Determine how many lines in the records hold "Configuration", then give that number by itself.

[Stored dataset items]
################

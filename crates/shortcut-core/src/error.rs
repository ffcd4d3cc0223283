//! Error types for the shortcut library.
//!
//! Every fallible operation in the crate returns [`ShortcutError`]. Nothing in
//! the library recovers from these on its own; callers decide how to report.

use std::path::PathBuf;
use thiserror::Error;

/// Main error type for the shortcut library.
#[derive(Debug, Error)]
pub enum ShortcutError {
    // Binary container errors
    #[error("Malformed shortcut file at byte {offset}: {message}")]
    Format { message: String, offset: usize },

    // Tree <-> record errors
    #[error("Field {field} should be {expected}, found {found}")]
    SchemaMismatch {
        field: String,
        expected: &'static str,
        found: &'static str,
    },

    // Lookup errors
    #[error("No shortcut found with {what}")]
    NotFound { what: String },

    // Configuration errors (bad keys, missing settings)
    #[error("Configuration error: {message}")]
    Configuration { message: String },

    // File system errors
    #[error("IO error at {path:?}: {message}")]
    Io {
        message: String,
        path: Option<PathBuf>,
        #[source]
        source: Option<std::io::Error>,
    },

    // Serialization errors
    #[error("JSON error: {message}")]
    Json {
        message: String,
        #[source]
        source: Option<serde_json::Error>,
    },

    // Network errors
    #[error("Network error: {message}")]
    Network {
        message: String,
        #[source]
        source: Option<reqwest::Error>,
    },

    #[error("Received non-success response {status} from {url}")]
    Http { url: String, status: u16 },

    #[error("SteamGridDB error: {0}")]
    GridDb(String),

    // Generic errors
    #[error("{0}")]
    Other(String),
}

/// Result type alias for shortcut operations.
pub type Result<T> = std::result::Result<T, ShortcutError>;

impl From<std::io::Error> for ShortcutError {
    fn from(err: std::io::Error) -> Self {
        ShortcutError::Io {
            message: err.to_string(),
            path: None,
            source: Some(err),
        }
    }
}

impl From<serde_json::Error> for ShortcutError {
    fn from(err: serde_json::Error) -> Self {
        ShortcutError::Json {
            message: err.to_string(),
            source: Some(err),
        }
    }
}

impl From<reqwest::Error> for ShortcutError {
    fn from(err: reqwest::Error) -> Self {
        ShortcutError::Network {
            message: err.to_string(),
            source: Some(err),
        }
    }
}

impl ShortcutError {
    /// Create an IO error with path context.
    pub fn io_with_path(err: std::io::Error, path: impl Into<PathBuf>) -> Self {
        ShortcutError::Io {
            message: err.to_string(),
            path: Some(path.into()),
            source: Some(err),
        }
    }

    /// Create a format error at the given byte offset.
    pub fn format(message: impl Into<String>, offset: usize) -> Self {
        ShortcutError::Format {
            message: message.into(),
            offset,
        }
    }

    /// Create a not-found error describing what was searched for.
    pub fn not_found(what: impl Into<String>) -> Self {
        ShortcutError::NotFound { what: what.into() }
    }

    /// Whether this is a lookup miss.
    pub fn is_not_found(&self) -> bool {
        matches!(self, ShortcutError::NotFound { .. })
    }

    /// Process exit code for a command that failed with this error.
    ///
    /// Every reported error exits with 1.
    pub fn exit_code(&self) -> i32 {
        1
    }
}
//! `search <name>`

use super::{griddb_client, Context};
use crate::output::{print_json, OutputFormat};
use clap::{ArgAction, Args};
use serde::Serialize;
use shortcut_core::griddb::{ImageResult, SearchResult};
use shortcut_core::{ArtworkSource, ImageCategory};
use std::collections::BTreeMap;

#[derive(Args, Debug)]
pub struct SearchArgs {
    /// Game name to search for
    pub name: String,

    /// SteamGridDB API key
    #[arg(short = 'k', long, env = "STEAMGRIDDB_API_KEY", hide_env_values = true)]
    pub api_key: Option<String>,

    /// Number of search results to return
    #[arg(short = 'n', long, default_value_t = 1)]
    pub num_results: usize,

    /// Number of image results to return for a given image type
    #[arg(long, default_value_t = 1)]
    pub num_images: usize,

    /// Include grid images in search
    #[arg(long, action = ArgAction::Set, default_value_t = true, num_args = 0..=1,
          default_missing_value = "true", require_equals = true)]
    pub grids: bool,

    /// Include hero images in search
    #[arg(long, action = ArgAction::Set, default_value_t = true, num_args = 0..=1,
          default_missing_value = "true", require_equals = true)]
    pub heroes: bool,

    /// Include logo images in search
    #[arg(long, action = ArgAction::Set, default_value_t = true, num_args = 0..=1,
          default_missing_value = "true", require_equals = true)]
    pub logos: bool,

    /// Include icon images in search
    #[arg(long, action = ArgAction::Set, default_value_t = true, num_args = 0..=1,
          default_missing_value = "true", require_equals = true)]
    pub icons: bool,
}

impl SearchArgs {
    fn categories(&self) -> Vec<ImageCategory> {
        [
            (self.grids, ImageCategory::Grid),
            (self.heroes, ImageCategory::Hero),
            (self.logos, ImageCategory::Logo),
            (self.icons, ImageCategory::Icon),
        ]
        .into_iter()
        .filter_map(|(enabled, category)| enabled.then_some(category))
        .collect()
    }
}

/// Images found for one matching game.
#[derive(Debug, Serialize)]
pub struct SearchOutput {
    pub details: SearchResult,
    pub grids: Vec<ImageResult>,
    pub heroes: Vec<ImageResult>,
    pub logos: Vec<ImageResult>,
    pub icons: Vec<ImageResult>,
}

impl SearchOutput {
    fn new(details: SearchResult) -> Self {
        Self {
            details,
            grids: Vec::new(),
            heroes: Vec::new(),
            logos: Vec::new(),
            icons: Vec::new(),
        }
    }

    fn images_mut(&mut self, category: ImageCategory) -> &mut Vec<ImageResult> {
        match category {
            ImageCategory::Grid => &mut self.grids,
            ImageCategory::Hero => &mut self.heroes,
            ImageCategory::Logo => &mut self.logos,
            ImageCategory::Icon => &mut self.icons,
        }
    }

    fn render(&self) -> String {
        let mut out = format!("{}\n  App ID: {}\n", self.details.name, self.details.id);
        let sections = [
            ("Grid", &self.grids),
            ("Logo", &self.logos),
            ("Icon", &self.icons),
            ("Hero", &self.heroes),
        ];
        for (label, images) in sections {
            for image in images {
                out.push_str(&format!(
                    "  {} Images\n    Author: {}\n    URL: {}\n",
                    label, image.author.name, image.url
                ));
            }
        }
        out
    }
}

/// Search and fetch up to `num_images` per enabled category for each hit.
pub async fn search(
    source: &dyn ArtworkSource,
    args: &SearchArgs,
) -> anyhow::Result<Vec<SearchOutput>> {
    let results = source.search(&args.name).await?;
    let categories = args.categories();

    let mut outputs = Vec::new();
    for result in results.into_iter().take(args.num_results) {
        let mut output = SearchOutput::new(result);
        for &category in &categories {
            let mut images = source
                .fetch_category_images(output.details.id, category, &[])
                .await?;
            images.truncate(args.num_images);
            *output.images_mut(category) = images;
        }
        outputs.push(output);
    }
    Ok(outputs)
}

pub async fn run(ctx: &Context, args: SearchArgs) -> anyhow::Result<()> {
    let client = griddb_client(args.api_key.as_deref())?;
    let outputs = search(&client, &args).await?;

    match ctx.output {
        OutputFormat::Term => {
            for output in &outputs {
                print!("{}", output.render());
            }
            Ok(())
        }
        OutputFormat::Json => {
            let keyed: BTreeMap<String, &SearchOutput> = outputs
                .iter()
                .map(|o| (o.details.id.to_string(), o))
                .collect();
            print_json(&keyed)
        }
    }
}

################

[Worked solution]: 3